With WWE’s loaded weekly television commitments and bloated pay-per-view schedule (all of this being self-imposed, to be clear) forcing the company to burn through many of its top matches (or schedule endless rematches), the two-night draft gave the promotion a chance to shuffle the roster to create fresh matchups for the next year.

On the surface, refreshing the talent pool on Raw and SmackDown for the next year isn’t a bad idea. In fact, the mere idea should — and in some cases, did — excite fans ready for something resembling change. However, like a lot of WWE’s “changes”, the draft is a primarily cosmetic fix to a lot of its underlying problems.

The WWE Draft needs to end.

Watching the two nights of the draft, it’s clear that WWE has no idea what makes drafts such an intriguing television experience.
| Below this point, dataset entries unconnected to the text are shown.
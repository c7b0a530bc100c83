use serde::{Deserialize, Serialize};

/// Number of zones on a Lync 12 controller
pub const ZONE_COUNT: u8 = 12;

/// Number of selectable inputs
pub const SOURCE_COUNT: u8 = 18;

/// Maximum volume on the device-native scale
pub const MAX_VOLUME: u8 = 60;

/// Default TCP control port
pub const DEFAULT_PORT: u16 = 10006;

/// Length of one zone status frame in a response
pub const FRAME_LEN: usize = 14;

/// Zone number (1..=12, or 0 for the whole device where allowed)
pub type ZoneId = u8;

/// Zone power state
#[derive(Debug, Clone, Copy, PartialEq, Eq, Serialize, Deserialize)]
#[serde(rename_all = "lowercase")]
pub enum PowerState {
    On,
    Off,
    /// The last request timed out
    Unknown,
}

impl PowerState {
    /// Power command parameter: on or off
    pub fn from_bool(on: bool) -> Self {
        if on {
            PowerState::On
        } else {
            PowerState::Off
        }
    }
}

/// Zone mute state
#[derive(Debug, Clone, Copy, PartialEq, Eq, Serialize, Deserialize)]
#[serde(rename_all = "lowercase")]
pub enum MuteState {
    On,
    Off,
    /// The last request timed out
    Unknown,
}

/// Last known state of one zone
///
/// `power` and `mute` are `None` until the zone has been reported by the
/// device (or degraded by a timeout). `source` is 1-based; `0` means the
/// input is not known.
#[derive(Debug, Clone, PartialEq, Eq, Serialize, Deserialize)]
pub struct ZoneState {
    pub zone: ZoneId,
    pub power: Option<PowerState>,
    pub source: u8,
    /// Volume on the device scale, 0..=60
    pub volume: u8,
    pub mute: Option<MuteState>,
}

impl ZoneState {
    /// Empty state for a zone that has never been reported
    pub fn new(zone: ZoneId) -> Self {
        Self {
            zone,
            power: None,
            source: 0,
            volume: 0,
            mute: None,
        }
    }

    /// Whether the zone is known to be powered on
    pub fn is_on(&self) -> bool {
        self.power == Some(PowerState::On)
    }

    /// Whether the zone is known to be muted
    pub fn is_muted(&self) -> bool {
        self.mute == Some(MuteState::On)
    }

    /// Whether the zone state was degraded by a timeout
    pub fn is_unknown(&self) -> bool {
        self.power == Some(PowerState::Unknown)
    }
}

/// State returned by an operation
///
/// Zone-scoped requests return the state of the targeted zone; requests
/// addressed to zone 0 (the whole device) return every zone.
#[derive(Debug, Clone, PartialEq, Eq)]
pub enum Reply {
    Zone(ZoneState),
    Device(Vec<ZoneState>),
}

impl Reply {
    /// Get the state of one zone from the reply, if present
    pub fn zone(&self, zone: ZoneId) -> Option<&ZoneState> {
        match self {
            Reply::Zone(state) => (state.zone == zone).then_some(state),
            Reply::Device(states) => states.iter().find(|s| s.zone == zone),
        }
    }

    /// All zone states carried by the reply
    pub fn states(&self) -> &[ZoneState] {
        match self {
            Reply::Zone(state) => std::slice::from_ref(state),
            Reply::Device(states) => states,
        }
    }
}

/// Zone targeted by a request
#[derive(Debug, Clone, Copy, PartialEq, Eq)]
pub(crate) enum Target {
    Zone(ZoneId),
    Device,
}

impl Target {
    pub(crate) fn from_zone(zone: ZoneId) -> Self {
        if zone == 0 {
            Target::Device
        } else {
            Target::Zone(zone)
        }
    }

    pub(crate) fn zone(self) -> Option<ZoneId> {
        match self {
            Target::Zone(zone) => Some(zone),
            Target::Device => None,
        }
    }
}

/// Check that `zone` is a real zone (1..=12)
pub(crate) fn is_zone(zone: ZoneId) -> bool {
    (1..=ZONE_COUNT).contains(&zone)
}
For sports leagues in the United States, drafts aren’t a showcase of established talent moving from show to show (that’s what free agency and trade deadlines are for); it’s a time to spotlight the next generation of potential stars taking the next step in their careers.

It’s easy to get excited about, say, Zion Williamson or Trevor Lawrence getting selected first overall in their respective sports; it’s a little harder when it’s Kevin Owens switching from brand to brand every year, especially when there’s little difference between the shows outside of the runtime and color palette.
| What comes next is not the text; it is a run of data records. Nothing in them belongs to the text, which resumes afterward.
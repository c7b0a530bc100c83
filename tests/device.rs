//! End-to-end exchanges against a scripted controller on loopback.

use htd_lync12::{Diagnostic, HtdClient, MuteState, PowerState, FRAME_LEN};
use std::time::Duration;
use tokio::io::{AsyncReadExt, AsyncWriteExt};
use tokio::net::TcpListener;
use tokio::task::JoinHandle;

fn init_tracing() {
    let _ = tracing_subscriber::fmt().with_test_writer().try_init();
}

fn status(zone: u8, flags: u8, source: u8, volume: u8) -> Vec<u8> {
    let mut frame = vec![0u8; FRAME_LEN];
    frame[0] = 0x02;
    frame[2] = zone;
    frame[4] = flags;
    frame[8] = source;
    frame[9] = volume;
    frame
}

/// Serve one connection per entry; `None` keeps quiet until the client gives up
async fn controller(script: Vec<Option<Vec<u8>>>) -> (u16, JoinHandle<Vec<Vec<u8>>>) {
    let listener = TcpListener::bind("127.0.0.1:0").await.unwrap();
    let port = listener.local_addr().unwrap().port();
    let handle = tokio::spawn(async move {
        let mut received = Vec::new();
        for reply in script {
            let (mut stream, _) = listener.accept().await.unwrap();
            let mut frame = vec![0u8; 6];
            stream.read_exact(&mut frame).await.unwrap();
            received.push(frame);
            match reply {
                Some(bytes) => stream.write_all(&bytes).await.unwrap(),
                None => tokio::time::sleep(Duration::from_millis(200)).await,
            }
        }
        received
    });
    (port, handle)
}

#[tokio::test]
async fn poll_control_and_degrade() {
    init_tracing();

    let mut all = vec![0u8; FRAME_LEN];
    all.extend(status(2, 0b01, 0, 0xC4 + 6));
    all.extend(status(7, 0b11, 17, 0xC4 + 48));

    let (port, server) = controller(vec![
        Some(all),
        Some(status(2, 0b01, 3, 0xC4 + 6)),
        None,
    ])
    .await;
    let client = HtdClient::new("127.0.0.1", port).with_timeout(Duration::from_millis(50));
    let mut diagnostics = client.subscribe_diagnostics();

    let zones = client.query_all().await.unwrap();
    assert_eq!(zones[1].power, Some(PowerState::On));
    assert_eq!(zones[1].volume, 6);
    assert_eq!(zones[6].mute, Some(MuteState::On));
    assert_eq!(zones[6].source, 18);
    assert_eq!(zones[6].volume, 48);
    assert_eq!(zones[0].power, None);

    let state = client.set_source(2, 4).await.unwrap();
    assert_eq!(state.source, 4);

    let state = client.query_zone(4).await.unwrap();
    assert_eq!(state.zone, 4);
    assert_eq!(state.power, Some(PowerState::Unknown));
    assert!(client
        .zones()
        .iter()
        .all(|z| z.mute == Some(MuteState::Unknown) && z.source == 0 && z.volume == 0));

    let diags = diagnostics.drain();
    assert_eq!(diags.len(), 1);
    assert!(matches!(diags[0], Diagnostic::Timeout { requested: Some(4), .. }));

    let frames = server.await.unwrap();
    assert_eq!(frames[0], [0x02, 0x00, 0x00, 0x05, 0x00, 0x07]);
    assert_eq!(frames[1], [0x02, 0x00, 0x02, 0x04, 19, 0x02 + 0x02 + 0x04 + 19]);
    assert_eq!(frames[2], [0x02, 0x00, 0x04, 0x05, 0x00, 0x0B]);
}

#[tokio::test]
async fn clones_share_state_and_serialize_requests() {
    init_tracing();

    // Answers each query with the zone it asked for, volume = zone number
    let listener = TcpListener::bind("127.0.0.1:0").await.unwrap();
    let port = listener.local_addr().unwrap().port();
    let server = tokio::spawn(async move {
        for _ in 0..2 {
            let (mut stream, _) = listener.accept().await.unwrap();
            let mut frame = [0u8; 6];
            stream.read_exact(&mut frame).await.unwrap();
            let zone = frame[2];
            stream.write_all(&status(zone, 0b01, 0, 0xC4 + zone)).await.unwrap();
        }
    });

    let client = HtdClient::new("127.0.0.1", port);
    let other = client.clone();

    let (a, b) = tokio::join!(client.query_zone(1), other.query_zone(2));

    assert_eq!(a.unwrap().volume, 1);
    assert_eq!(b.unwrap().volume, 2);
    assert_eq!(client.zones(), other.zones());
    assert_eq!(other.zone(2).map(|z| z.volume), Some(2));
    server.await.unwrap();
}
//! Subprocess transport: newline-delimited JSON over the child's stdin/stdout.

use std::process::Stdio;

use async_trait::async_trait;
use tokio::io::{AsyncBufReadExt, AsyncWriteExt, BufReader};
use tokio::process::{Child, ChildStdin, ChildStdout, Command};
use tokio::sync::mpsc;
use tracing::{debug, info, warn};

use toolmesh_core::PipeParams;

use super::{Inbound, McpTransport, TaskGuard, TransportLink, CHANNEL_CAPACITY};
use crate::codec::{self, JsonRpcMessage};
use crate::error::McpError;

#[cfg(unix)]
const BASELINE_ENV: &[&str] = &["HOME", "LOGNAME", "PATH", "SHELL", "TERM", "USER"];

#[cfg(windows)]
const BASELINE_ENV: &[&str] = &[
    "APPDATA",
    "HOMEDRIVE",
    "HOMEPATH",
    "LOCALAPPDATA",
    "PATH",
    "PATHEXT",
    "SYSTEMROOT",
    "TEMP",
    "USERNAME",
    "USERPROFILE",
];

/// Spawns the server command and talks to it over its standard streams.
///
/// The child sees only a small baseline of the parent's environment plus
/// the descriptor's `env`. Its stderr goes straight to ours.
pub struct PipeTransport {
    server: String,
    params: PipeParams,
}

impl PipeTransport {
    pub fn new(server: impl Into<String>, params: PipeParams) -> Self {
        Self {
            server: server.into(),
            params,
        }
    }

    fn command(&self) -> Command {
        let mut cmd = Command::new(&self.params.command);
        cmd.args(&self.params.args)
            .env_clear()
            .stdin(Stdio::piped())
            .stdout(Stdio::piped())
            .stderr(Stdio::inherit())
            .kill_on_drop(true);
        for key in BASELINE_ENV {
            if let Ok(value) = std::env::var(key) {
                cmd.env(key, value);
            }
        }
        cmd.envs(&self.params.env);
        cmd
    }
}

#[async_trait]
impl McpTransport for PipeTransport {
    async fn open(&mut self) -> Result<TransportLink, McpError> {
        let mut child = self.command().spawn().map_err(|e| {
            McpError::Connection(format!("failed to spawn '{}': {e}", self.params.command))
        })?;

        let stdin = child
            .stdin
            .take()
            .ok_or_else(|| McpError::Connection("child stdin unavailable".to_string()))?;
        let stdout = child
            .stdout
            .take()
            .ok_or_else(|| McpError::Connection("child stdout unavailable".to_string()))?;

        info!(
            server = %self.server,
            command = %self.params.command,
            pid = child.id().unwrap_or_default(),
            "Spawned pipe server"
        );

        let (outbound_tx, outbound_rx) = mpsc::channel(CHANNEL_CAPACITY);
        let (inbound_tx, inbound_rx) = mpsc::channel(CHANNEL_CAPACITY);
        let task = tokio::spawn(pump(
            self.server.clone(),
            child,
            stdin,
            stdout,
            outbound_rx,
            inbound_tx,
        ));

        Ok(TransportLink {
            outbound: outbound_tx,
            inbound: inbound_rx,
            session_id: None,
            task: TaskGuard::new(task),
        })
    }
}

/// Moves lines both ways until either side ends, then kills the child.
async fn pump(
    server: String,
    mut child: Child,
    mut stdin: ChildStdin,
    stdout: ChildStdout,
    mut outbound: mpsc::Receiver<JsonRpcMessage>,
    inbound: mpsc::Sender<Inbound>,
) {
    let mut lines = BufReader::new(stdout).lines();
    loop {
        tokio::select! {
            line = lines.next_line() => match line {
                Ok(Some(line)) => {
                    if line.trim().is_empty() {
                        continue;
                    }
                    let decoded = codec::decode(&line);
                    if let Err(e) = &decoded {
                        warn!(server = %server, error = %e, "Undecodable line from pipe server");
                    }
                    if inbound.send(decoded).await.is_err() {
                        break;
                    }
                }
                Ok(None) => {
                    debug!(server = %server, "Pipe server closed stdout");
                    break;
                }
                Err(e) => {
                    warn!(server = %server, error = %e, "Failed reading from pipe server");
                    break;
                }
            },
            message = outbound.recv() => {
                let Some(message) = message else { break };
                match write_line(&mut stdin, &message).await {
                    Ok(()) => {}
                    Err(McpError::Io(e)) => {
                        warn!(server = %server, error = %e, "Failed writing to pipe server");
                        break;
                    }
                    Err(e) => {
                        let failure = McpError::Delivery {
                            id: message.id().cloned(),
                            reason: e.to_string(),
                        };
                        if inbound.send(Err(failure)).await.is_err() {
                            break;
                        }
                    }
                }
            }
        }
    }

    if let Err(e) = child.kill().await {
        debug!(server = %server, error = %e, "Pipe server already gone");
    }
    info!(server = %server, "Pipe transport closed");
}

async fn write_line(stdin: &mut ChildStdin, message: &JsonRpcMessage) -> Result<(), McpError> {
    let line = codec::encode(message)?;
    stdin.write_all(line.as_bytes()).await?;
    stdin.write_all(b"\n").await?;
    stdin.flush().await?;
    Ok(())
}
And that’s the thing: None of these picks feel meaningful because fans know that those wrestlers will probably move back to the other show within a year. And that’s without bringing up the possibility that the promotion undercuts all of this by enacting the “Brand-to-Brand Invitational” or the “Wild Card Rule” to get certain stars on whichever show it feels needs some star power, if not putting people on shows with no explanation at all.

All of this reflects WWE’s continuous lack of booking discipline, but it’s also is a consequence of the company’s long-standing struggles to create new stars. If WWE actually spent time building up multiple main event stars on both shows — the purported purpose behind the brand split — they wouldn’t need to flip the rosters every year or script loopholes to get wrestlers on other shows.

But you could’ve said the same thing about WWE in 2020, 2019, 2018, and so on down the line. Yet here we are again about to see them run through the same process to mask those issues. It’s like watching a child “clean” their room by stuffing all their belongings in the closet or under the bed. Eventually, the mess WWE made will spill out.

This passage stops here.